** YOUR GOAL **
Across the entries, how many lines have the string "derive" in them? Reply with only a number.

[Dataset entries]
▼

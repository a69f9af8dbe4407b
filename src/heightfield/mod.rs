use crate::errors::{TerrainError, TerrainResult};
use crate::terrain::coordinates::GridCell;
use serde::{Deserialize, Serialize};
use std::path::Path;
use tracing::debug;
use validator::Validate;

/// Immutable rectangular grid of elevation samples.
///
/// Samples are stored in a single row-major buffer (`y * width + x`). The
/// cached extrema always bound every sample; a field is replaced wholesale
/// rather than edited when terrain parameters change.
#[derive(Debug, Clone, PartialEq, Serialize, Deserialize, Validate)]
#[serde(try_from = "RawHeightField")]
pub struct HeightField {
    #[validate(range(min = 1))]
    width: u32,
    #[validate(range(min = 1))]
    height: u32,
    samples: Vec<f32>, // Flattened 2D array (row-major)
    min_elevation: f32,
    max_elevation: f32,
}

/// Serialized form of [`HeightField`]; stored extrema are ignored and
/// recomputed on the way in
#[derive(Deserialize)]
struct RawHeightField {
    width: u32,
    height: u32,
    samples: Vec<f32>,
    #[allow(dead_code)]
    min_elevation: f32,
    #[allow(dead_code)]
    max_elevation: f32,
}

impl TryFrom<RawHeightField> for HeightField {
    type Error = TerrainError;

    fn try_from(raw: RawHeightField) -> TerrainResult<Self> {
        Self::new(raw.width, raw.height, raw.samples)
    }
}

impl HeightField {
    /// Create a new heightfield with validation, computing the elevation extrema
    pub fn new(width: u32, height: u32, samples: Vec<f32>) -> TerrainResult<Self> {
        let expected_size = width as usize * height as usize;
        if samples.len() != expected_size {
            return Err(TerrainError::InvalidHeightField {
                reason: format!(
                    "Samples array size {} does not match dimensions {}x{} (expected {})",
                    samples.len(),
                    width,
                    height,
                    expected_size
                ),
            });
        }

        if let Some(index) = samples.iter().position(|s| !s.is_finite()) {
            return Err(TerrainError::InvalidHeightField {
                reason: format!("Non-finite elevation at sample index {index}"),
            });
        }

        let (min_elevation, max_elevation) = samples
            .iter()
            .fold((f32::INFINITY, f32::NEG_INFINITY), |(lo, hi), &s| {
                (lo.min(s), hi.max(s))
            });

        let field = Self {
            width,
            height,
            samples,
            min_elevation,
            max_elevation,
        };

        field
            .validate()
            .map_err(|_| TerrainError::InvalidHeightField {
                reason: format!("Dimensions must be positive, got {width}x{height}"),
            })?;

        Ok(field)
    }

    /// Build a heightfield from a grid of rows, rejecting ragged input
    pub fn from_rows(rows: Vec<Vec<f32>>) -> TerrainResult<Self> {
        let height = rows.len();
        let width = rows.first().map_or(0, Vec::len);

        if let Some(y) = rows.iter().position(|row| row.len() != width) {
            return Err(TerrainError::InvalidHeightField {
                reason: format!(
                    "Row {y} has {} samples, expected {width}",
                    rows[y].len()
                ),
            });
        }

        let samples = rows.into_iter().flatten().collect();
        Self::new(width as u32, height as u32, samples)
    }

    /// Create flat terrain, mostly useful for tests
    pub fn flat(width: u32, height: u32, elevation: f32) -> TerrainResult<Self> {
        let samples = vec![elevation; width as usize * height as usize];
        Self::new(width, height, samples)
    }

    pub fn width(&self) -> u32 {
        self.width
    }

    pub fn height(&self) -> u32 {
        self.height
    }

    /// Total number of cells
    pub fn len(&self) -> usize {
        self.samples.len()
    }

    pub fn is_empty(&self) -> bool {
        self.samples.is_empty()
    }

    /// Row-major sample buffer
    pub fn samples(&self) -> &[f32] {
        &self.samples
    }

    pub fn min_elevation(&self) -> f32 {
        self.min_elevation
    }

    pub fn max_elevation(&self) -> f32 {
        self.max_elevation
    }

    /// Check if a cell lies within `[0, width) x [0, height)`
    pub fn contains(&self, cell: GridCell) -> bool {
        cell.x >= 0 && cell.y >= 0 && (cell.x as u32) < self.width && (cell.y as u32) < self.height
    }

    /// Linear index of a cell, or `None` when out of bounds
    pub fn index_of(&self, cell: GridCell) -> Option<usize> {
        self.contains(cell)
            .then(|| cell.y as usize * self.width as usize + cell.x as usize)
    }

    /// Inverse of [`HeightField::index_of`]
    pub fn cell_at(&self, index: usize) -> GridCell {
        let width = self.width as usize;
        GridCell::new((index % width) as i32, (index / width) as i32)
    }

    /// Get the elevation at a cell (no interpolation)
    pub fn elevation(&self, cell: GridCell) -> Option<f32> {
        self.index_of(cell).map(|index| self.samples[index])
    }

    /// Iterate over every cell in row-major order
    pub fn cells(&self) -> impl Iterator<Item = GridCell> + '_ {
        (0..self.samples.len()).map(|index| self.cell_at(index))
    }

    /// Iterate over rows of samples
    pub fn rows(&self) -> impl Iterator<Item = &[f32]> {
        self.samples.chunks(self.width as usize)
    }

    /// Load a heightfield previously written by [`HeightField::save_to_file`]
    pub fn load_from_file<P: AsRef<Path>>(path: P) -> TerrainResult<Self> {
        let path = path.as_ref();
        if !path.exists() {
            return Err(TerrainError::FileNotFound {
                path: path.to_path_buf(),
            });
        }

        let data = std::fs::read(path)?;
        let (field, _): (HeightField, usize) =
            bincode::serde::decode_from_slice(&data, bincode::config::standard()).map_err(
                |e| TerrainError::CorruptedHeightFieldFile {
                    reason: format!("Failed to deserialize heightfield: {e}"),
                },
            )?;

        debug!(
            "Loaded {}x{} heightfield from {}",
            field.width,
            field.height,
            path.display()
        );
        Ok(field)
    }

    /// Save the heightfield in a compact binary encoding
    pub fn save_to_file<P: AsRef<Path>>(&self, path: P) -> TerrainResult<()> {
        let path = path.as_ref();

        if let Some(parent) = path.parent() {
            if !parent.as_os_str().is_empty() {
                std::fs::create_dir_all(parent)?;
            }
        }

        let data =
            bincode::serde::encode_to_vec(self, bincode::config::standard()).map_err(|e| {
                TerrainError::InvalidHeightField {
                    reason: format!("Failed to serialize heightfield: {e}"),
                }
            })?;

        std::fs::write(path, data)?;
        Ok(())
    }
}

▲

** WRITTEN ANSWER **
2